WHAT IS REQUIRED - Scan the entries and state how many lines contain "Option". Write no other text.

INFORMATION SUPPLIED -

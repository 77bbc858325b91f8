//! Project configuration management for `bundlewright.toml`.
//!
//! # Module Structure
//!
//! ```text
//! config/
//! ├── section/       # Configuration section definitions
//! │   ├── build      # [build]
//! │   ├── bundle     # [[bundle]]
//! │   ├── framework  # [framework]
//! │   └── templates  # [templates]
//! ├── types/         # ConfigError, diagnostics, field paths
//! ├── util.rs        # Config file lookup, identifier checks
//! └── mod.rs         # PipelineConfig (this file)
//! ```
//!
//! # Environment resolution
//!
//! | Priority | Source                    |
//! |----------|---------------------------|
//! | 1        | `--env` on the command line |
//! | 2        | `BUNDLEWRIGHT_ENV`        |
//! | 3        | `[build] env`             |
//! | 4        | `development`             |

pub mod section;
pub mod types;
mod util;

use util::find_config_file;

pub use section::{BuildConfig, BundleConfig, FrameworkConfig, PrecompilerKind, TemplatesConfig};
pub use types::{ConfigDiagnostics, ConfigError, FieldPath};

use crate::core::BuildEnvironment;
use crate::log;
use crate::utils::path::{display_relative, normalize_path, resolve_against};
use serde::{Deserialize, Serialize};
use std::{
    fs,
    path::{Path, PathBuf},
};

/// Default config file name.
pub const CONFIG_FILE: &str = "bundlewright.toml";

/// Environment variable consulted when `--env` is not given.
pub const ENV_VAR: &str = "BUNDLEWRIGHT_ENV";

// ============================================================================
// root configuration
// ============================================================================

/// Root configuration structure representing `bundlewright.toml`.
#[derive(Debug, Clone, Serialize, Deserialize)]
pub struct PipelineConfig {
    /// Absolute path to the config file (internal use only)
    #[serde(skip)]
    pub config_path: PathBuf,

    /// Project root directory - parent of config file (internal use only)
    #[serde(skip)]
    pub root: PathBuf,

    #[serde(default)]
    pub build: BuildConfig,

    #[serde(default)]
    pub framework: FrameworkConfig,

    #[serde(default)]
    pub templates: TemplatesConfig,

    #[serde(default = "default_bundles")]
    pub bundle: Vec<BundleConfig>,
}

fn default_bundles() -> Vec<BundleConfig> {
    vec![BundleConfig::application()]
}

impl Default for PipelineConfig {
    fn default() -> Self {
        Self {
            config_path: PathBuf::new(),
            root: PathBuf::new(),
            build: BuildConfig::default(),
            framework: FrameworkConfig::default(),
            templates: TemplatesConfig::default(),
            bundle: default_bundles(),
        }
    }
}

impl PipelineConfig {
    /// Locate and load the configuration.
    ///
    /// Searches upward from cwd for `config_name`. When no file exists the
    /// default layout rooted at cwd is used.
    pub fn load(config_name: &Path) -> Result<Self, ConfigError> {
        if let Some(path) = find_config_file(config_name) {
            return Self::from_file(&path);
        }

        let cwd = std::env::current_dir().map_err(|err| ConfigError::Io(PathBuf::from("."), err))?;
        log!("hint"; "no {} found, using the default project layout", config_name.display());

        let config = Self {
            config_path: cwd.join(config_name),
            ..Self::default()
        };
        config.finalize(&cwd)
    }

    /// Load configuration from file path with unknown field detection.
    ///
    /// The project root is the config file's parent directory.
    pub fn from_file(path: &Path) -> Result<Self, ConfigError> {
        let content =
            fs::read_to_string(path).map_err(|err| ConfigError::Io(path.to_path_buf(), err))?;

        let (mut config, ignored) = Self::parse_with_ignored(&content)?;
        if !ignored.is_empty() {
            Self::print_unknown_fields_warning(&ignored, path);
        }

        config.config_path = normalize_path(path);
        let root = config
            .config_path
            .parent()
            .map(Path::to_path_buf)
            .unwrap_or_default();
        config.finalize(&root)
    }

    /// Parse configuration from TOML string (no path normalization).
    #[allow(clippy::should_implement_trait)]
    pub fn from_str(content: &str) -> Result<Self, ConfigError> {
        Ok(toml::from_str(content)?)
    }

    /// Resolve paths against `root` and validate.
    pub fn finalize(mut self, root: &Path) -> Result<Self, ConfigError> {
        self.normalize_paths(root);
        self.validate()?;
        Ok(self)
    }

    /// Parse TOML content, collecting any unknown fields.
    fn parse_with_ignored(content: &str) -> Result<(Self, Vec<String>), ConfigError> {
        let mut ignored = Vec::new();
        let deserializer = toml::Deserializer::new(content);
        let config = serde_ignored::deserialize(deserializer, |path: serde_ignored::Path| {
            ignored.push(path.to_string());
        })?;
        Ok((config, ignored))
    }

    fn print_unknown_fields_warning(fields: &[String], path: &Path) {
        let display_path = path
            .file_name()
            .map(|n| n.to_string_lossy())
            .unwrap_or_else(|| path.to_string_lossy());
        log!("warning"; "unknown fields in {}, ignoring:", display_path);
        for field in fields {
            eprintln!("- {field}");
        }
    }

    /// Resolve the build environment for this invocation.
    ///
    /// Reads `BUNDLEWRIGHT_ENV` once; callers pass the result down explicitly.
    pub fn environment(&self, cli_env: Option<&str>) -> Result<BuildEnvironment, ConfigError> {
        let var = std::env::var(ENV_VAR).ok();
        resolve_environment(cli_env, var.as_deref(), self.build.env.as_deref())
    }

    /// Override the output root (CLI `--output`, relative to cwd).
    pub fn set_output(&mut self, output: &Path) {
        self.build.output = normalize_path(output);
    }

    /// Path relative to the project root, for messages.
    pub fn display_path(&self, path: &Path) -> String {
        display_relative(path, &self.root)
    }

    /// Output path of a bundle.
    pub fn bundle_path(&self, bundle: &BundleConfig) -> PathBuf {
        self.build.output.join(&bundle.name)
    }

    // ========================================================================
    // path normalization
    // ========================================================================

    fn normalize_paths(&mut self, root: &Path) {
        self.root = normalize_path(root);
        self.build.output = resolve_config_path(&self.build.output, &self.root);
        self.templates.normalize(&self.root);
        for bundle in &mut self.bundle {
            bundle.normalize(&self.root);
        }
    }

    // ========================================================================
    // validation
    // ========================================================================

    /// Validate every section, collecting all errors before failing.
    pub fn validate(&self) -> Result<(), ConfigError> {
        let mut diag = ConfigDiagnostics::new();

        self.framework.validate(&mut diag);
        self.templates.validate(&self.root, &mut diag);
        BundleConfig::validate_all(&self.bundle, &mut diag);

        diag.into_result().map_err(ConfigError::Diagnostics)
    }

    /// Validate what only matters for `env`, such as the precompiler.
    pub fn validate_for(&self, env: BuildEnvironment) -> Result<(), ConfigError> {
        let mut diag = ConfigDiagnostics::new();
        self.templates.validate_for(env, &self.root, &mut diag);
        diag.into_result().map_err(ConfigError::Diagnostics)
    }
}

/// Apply environment precedence: CLI, then environment variable, then config.
///
/// Blank values count as unset. Falls back to `development`.
pub fn resolve_environment(
    cli: Option<&str>,
    var: Option<&str>,
    configured: Option<&str>,
) -> Result<BuildEnvironment, ConfigError> {
    [cli, var, configured]
        .into_iter()
        .flatten()
        .find(|value| !value.trim().is_empty())
        .map_or(Ok(BuildEnvironment::default()), str::parse)
}

/// Expand `~` and resolve a configured path against the project root.
pub(crate) fn resolve_config_path(path: &Path, root: &Path) -> PathBuf {
    let expanded = match path.to_str() {
        Some(text) => PathBuf::from(shellexpand::tilde(text).into_owned()),
        None => path.to_path_buf(),
    };
    resolve_against(&expanded, root)
}

// ============================================================================
// Test Helpers
// ============================================================================

/// Parse config and resolve it against `root`.
/// Panics if there are unknown fields (to catch config typos in tests).
#[cfg(test)]
pub fn test_parse_config(content: &str, root: &Path) -> PipelineConfig {
    let (parsed, ignored) = PipelineConfig::parse_with_ignored(content).unwrap();
    assert!(
        ignored.is_empty(),
        "test config has unknown fields: {ignored:?}"
    );
    parsed.finalize(root).unwrap()
}

// ============================================================================
// tests
// ============================================================================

RESPONSE BELOW - 4